Constater ces évolutions, pleurer ou se mettre en colère sans rien faire d’autre n’est pas une réaction économique saine ni salutaire. Ni constructive. Il faut bien reconnaître que l’économie vit comme les organismes : des activités nouvelles se créent et des activités archaïques meurent. Le problème de la France, très forte pour arrêter des activités non pérennes (la liste est très longue), c’est de ne pas donner assez de moyens (pas forcément pécuniaires) pour créer de nouvelles activités qui remplaceront, dans l’économie, celles qui ont dû stopper.
Ces évolutions sont nécessaires. La moindre personne qui utilise un écran peut le comprendre. Tous les écrans sont maintenant plats. L’entreprise qui fabrique des écrans cathodiques n’a plus d’avenir et si elle continue dans cette technologie, elle meurt assurément. Cela a été le cas pour des fabricants d’appareils photo qui n’ont pas pressenti que le numérique allait tout raser sur son passage.
Heureusement, certaines entreprises réussissent à s’adapter. La plupart des groupes de grande distribution, maintenant, parviennent à affronter la concurrence rude des sites Internet marchands (l’e-commerce) avec des "drive" qui donnent l'option de commander chez soi voire d’être livré chez soi aussi.

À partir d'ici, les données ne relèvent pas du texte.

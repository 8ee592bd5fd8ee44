//! SqlTierStore statement routing

mod common;

use chrono::{TimeZone, Utc};
use common::RecordingGateway;
use std::sync::Arc;
use strata_engine::config::MigrationConfig;
use strata_engine::migrate::{ColdMigrator, MigrationWindow, SqlTierStore, TierStore};
use strata_engine::storage::Tier;
use strata_engine::tables::Catalog;

fn window() -> MigrationWindow {
    MigrationWindow {
        symbol_prefix: Some("BTC".into()),
        ..MigrationWindow::before(Utc.with_ymd_and_hms(2024, 6, 1, 8, 0, 0).unwrap())
    }
}

fn store() -> (SqlTierStore, Arc<RecordingGateway>) {
    let gateway = Arc::new(RecordingGateway::new());
    (SqlTierStore::new(gateway.clone()), gateway)
}

#[tokio::test]
async fn test_copy_runs_on_cold_and_reads_hot_remotely() {
    let (store, gateway) = store();
    let catalog = Catalog::standard();
    let trades = catalog.get("trades").unwrap();

    store.copy(trades, &window(), 1_000).await.unwrap();

    let executed = gateway.executed();
    assert_eq!(executed.len(), 1);
    let (tier, sql) = &executed[0];
    assert_eq!(*tier, Tier::Cold);
    assert!(sql.starts_with("INSERT INTO cold.trades (exchange, market_type, symbol, timestamp"));
    assert!(sql.contains("FROM remote(hot.trades) WHERE"));
    assert!(sql.contains("startsWith(symbol, 'BTC')"));
    assert!(sql.ends_with("LIMIT 1000"));
}

#[tokio::test]
async fn test_copy_missing_joins_on_natural_key() {
    let (store, gateway) = store();
    let catalog = Catalog::standard();
    let lsr = catalog.get("lsr_top_positions").unwrap();

    store.copy_missing(lsr, &window(), 500).await.unwrap();

    let (tier, sql) = &gateway.executed()[0];
    assert_eq!(*tier, Tier::Cold);
    assert!(sql.contains("LEFT ANTI JOIN"));
    assert!(sql.contains("USING (exchange, market_type, symbol, timestamp, period)"));
    assert!(sql.contains("FROM cold.lsr_top_positions WHERE"));
}

#[tokio::test]
async fn test_delete_runs_on_hot_and_probes_cold() {
    let (store, gateway) = store();
    let catalog = Catalog::standard();
    let trades = catalog.get("trades").unwrap();

    store.delete_migrated(trades, &window()).await.unwrap();

    let (tier, sql) = &gateway.executed()[0];
    assert_eq!(*tier, Tier::Hot);
    assert!(sql.starts_with("ALTER TABLE hot.trades DELETE WHERE"));
    assert!(sql.contains("(exchange, market_type, symbol, timestamp, trade_id) IN"));
    assert!(sql.contains("FROM remote(cold.trades) WHERE"));
}

#[tokio::test]
async fn test_counts_target_the_requested_tier() {
    let (store, gateway) = store();
    gateway.set_count_result(42);
    let catalog = Catalog::standard();
    let trades = catalog.get("trades").unwrap();

    assert_eq!(store.count(Tier::Hot, trades, &window()).await.unwrap(), 42);
    assert_eq!(store.count_all(Tier::Cold, trades).await.unwrap(), 42);

    let queries = gateway.count_queries();
    assert_eq!(queries[0].0, Tier::Hot);
    assert!(queries[0].1.starts_with("SELECT count() FROM hot.trades WHERE timestamp <"));
    assert_eq!(queries[1], (Tier::Cold, "SELECT count() FROM cold.trades".to_string()));
}

#[tokio::test]
async fn test_store_errors_become_failed_tables() {
    let gateway = Arc::new(RecordingGateway::new());
    gateway.set_count_result(10);
    let migrator = ColdMigrator::new(
        Arc::new(SqlTierStore::new(gateway.clone())),
        Arc::new(Catalog::standard()),
        MigrationConfig::default(),
    );
    gateway.set_failing(true);

    let window = migrator
        .planner()
        .plan_at(Utc.with_ymd_and_hms(2024, 6, 1, 12, 0, 0).unwrap());
    let summary = migrator.migrate_tables(&window).await;

    assert_eq!(summary.failed_tables().len(), 8);
    assert!(gateway.executed().is_empty());
}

Même la SNCF a réussi à évoluer face à la transformation de son marché. Ainsi, la SNCF a développé son propre réseau de location de véhicules et est même au quatrième rang sur ce marché. Cela lui permet de ne pas être concurrencé par les loueurs d’automobiles, du moins, de l’être à armes égales sur le même terrain.

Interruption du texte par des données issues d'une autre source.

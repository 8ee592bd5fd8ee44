//! Migration window planning

use crate::config::MigrationConfig;
use chrono::{DateTime, Duration, Utc};
use serde::Serialize;

/// Rows eligible for one migration run. Immutable for the run's duration.
#[derive(Debug, Clone, PartialEq, Eq, Serialize)]
pub struct MigrationWindow {
    /// Exclusive upper bound on `timestamp`
    pub cutoff: DateTime<Utc>,
    /// Inclusive lower bound on `timestamp` (repair lookback only)
    pub since: Option<DateTime<Utc>>,
    pub symbol_prefix: Option<String>,
    pub exchange: Option<String>,
    pub market_type: Option<String>,
    pub dry_run: bool,
}

impl MigrationWindow {
    /// Window with only a cutoff.
    pub fn before(cutoff: DateTime<Utc>) -> Self {
        Self {
            cutoff,
            since: None,
            symbol_prefix: None,
            exchange: None,
            market_type: None,
            dry_run: false,
        }
    }

    /// True when a row with these attributes falls inside the window. All
    /// filters are ANDed with the time bounds.
    pub fn matches(
        &self,
        exchange: &str,
        market_type: &str,
        symbol: &str,
        timestamp: DateTime<Utc>,
    ) -> bool {
        timestamp < self.cutoff
            && self.since.map_or(true, |since| timestamp >= since)
            && self
                .symbol_prefix
                .as_deref()
                .map_or(true, |prefix| symbol.starts_with(prefix))
            && self.exchange.as_deref().map_or(true, |e| e == exchange)
            && self.market_type.as_deref().map_or(true, |m| m == market_type)
    }

    pub fn has_filters(&self) -> bool {
        self.symbol_prefix.is_some() || self.exchange.is_some() || self.market_type.is_some()
    }
}

/// Computes migration windows from configuration and the current time.
#[derive(Debug, Clone)]
pub struct ColdMigrationPlanner {
    config: MigrationConfig,
}

impl ColdMigrationPlanner {
    pub fn new(config: MigrationConfig) -> Self {
        Self { config }
    }

    pub fn config(&self) -> &MigrationConfig {
        &self.config
    }

    pub fn plan(&self) -> MigrationWindow {
        self.plan_at(Utc::now())
    }

    /// Normal run: everything older than `now - window_hours`, narrowed by
    /// the configured filters.
    pub fn plan_at(&self, now: DateTime<Utc>) -> MigrationWindow {
        MigrationWindow {
            cutoff: now - Duration::hours(i64::from(self.config.window_hours)),
            since: None,
            symbol_prefix: self.config.symbol_prefix.clone(),
            exchange: self.config.exchange.clone(),
            market_type: self.config.market_type.clone(),
            dry_run: self.config.dry_run,
        }
    }

    /// Repair run: the last `repair_window_hours` up to now, unfiltered, so
    /// rows the normal cutoff has not reached yet still land in cold.
    pub fn repair_window_at(&self, now: DateTime<Utc>) -> MigrationWindow {
        MigrationWindow {
            cutoff: now,
            since: Some(now - Duration::hours(i64::from(self.config.repair_window_hours))),
            symbol_prefix: None,
            exchange: None,
            market_type: None,
            dry_run: false,
        }
    }
}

Face aux évolutions très rapides notamment des technologies, il faut que l’État puisse assurer le mieux possible les adaptations économiques. Cela passe nécessairement par des réformes de structures importantes dans le domaine social et économique.

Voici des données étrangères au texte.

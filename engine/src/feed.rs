//! Inbound message feed
//!
//! The bus adapter is external; it hands the engine `InboundMessage`s over
//! an mpsc channel. `stdin_feed` is the local transport: one JSON object per
//! line, `{"topic": "...", "payload": {...}}`.

use crate::cache::{HotCache, RouteOutcome};
use serde::{Deserialize, Serialize};
use std::sync::Arc;
use tokio::io::{AsyncBufReadExt, AsyncRead, BufReader};
use tokio::sync::mpsc;
use tokio_util::sync::CancellationToken;
use tracing::{debug, info, warn};

/// One message as delivered by the bus.
#[derive(Debug, Clone, PartialEq, Serialize, Deserialize)]
pub struct InboundMessage {
    pub topic: String,
    pub payload: serde_json::Value,
}

impl InboundMessage {
    pub fn new(topic: impl Into<String>, payload: serde_json::Value) -> Self {
        Self {
            topic: topic.into(),
            payload,
        }
    }

    pub fn from_line(line: &str) -> Result<Self, serde_json::Error> {
        serde_json::from_str(line)
    }
}

/// Counts of what the pump did with each message.
#[derive(Debug, Clone, Copy, Default, PartialEq, Eq, Serialize)]
pub struct PumpStats {
    pub received: u64,
    pub buffered: u64,
    pub shed: u64,
    pub dropped: u64,
}

/// Route every message from `rx` into the cache until the channel closes,
/// `cancel` fires, or the cache stops accepting.
pub async fn pump(
    mut rx: mpsc::Receiver<InboundMessage>,
    cache: Arc<HotCache>,
    cancel: CancellationToken,
) -> PumpStats {
    let mut stats = PumpStats::default();
    loop {
        let message = tokio::select! {
            _ = cancel.cancelled() => break,
            message = rx.recv() => match message {
                Some(message) => message,
                None => break,
            },
        };

        stats.received += 1;
        match cache.route(&message.topic, message.payload) {
            RouteOutcome::Buffered => stats.buffered += 1,
            RouteOutcome::Shed => stats.shed += 1,
            RouteOutcome::Unroutable | RouteOutcome::Malformed => stats.dropped += 1,
            RouteOutcome::Closed => {
                stats.dropped += 1;
                break;
            }
        }
    }
    info!(
        received = stats.received,
        buffered = stats.buffered,
        shed = stats.shed,
        dropped = stats.dropped,
        "Inbound pump stopped"
    );
    stats
}

/// Read NDJSON messages from stdin into `tx`. Returns at end of input.
pub async fn stdin_feed(tx: mpsc::Sender<InboundMessage>, cancel: CancellationToken) -> u64 {
    read_feed(tokio::io::stdin(), tx, cancel).await
}

/// Read NDJSON messages from any reader. Lines that do not parse are
/// counted and skipped.
pub async fn read_feed<R>(
    reader: R,
    tx: mpsc::Sender<InboundMessage>,
    cancel: CancellationToken,
) -> u64
where
    R: AsyncRead + Unpin,
{
    let mut lines = BufReader::new(reader).lines();
    let mut forwarded = 0u64;
    loop {
        let line = tokio::select! {
            _ = cancel.cancelled() => break,
            line = lines.next_line() => line,
        };
        let line = match line {
            Ok(Some(line)) => line,
            Ok(None) => {
                debug!("Inbound feed reached end of input");
                break;
            }
            Err(e) => {
                warn!(error = %e, "Inbound feed read failed");
                break;
            }
        };
        if line.trim().is_empty() {
            continue;
        }
        match InboundMessage::from_line(&line) {
            Ok(message) => {
                if tx.send(message).await.is_err() {
                    break;
                }
                forwarded += 1;
            }
            Err(e) => {
                crate::metrics::UNROUTABLE_TOTAL
                    .with_label_values(&["malformed"])
                    .inc();
                warn!(error = %e, "Skipping unparseable inbound line");
            }
        }
    }
    forwarded
}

C’est quand même curieux que cette "petite" loi Macron, censée déscléroser la société pour redynamiser l’économie nationale, ne se soit pas attaqué à l’un des secteurs les plus régulés et les plus archaïques qui encouragent des situations de monopole (probablement favorisé par François Mitterrand pour soutenir un vieil ami, directeur de cabinet à l’Élysée, à la tête d’une compagnie de taxis qui a beaucoup prospéré).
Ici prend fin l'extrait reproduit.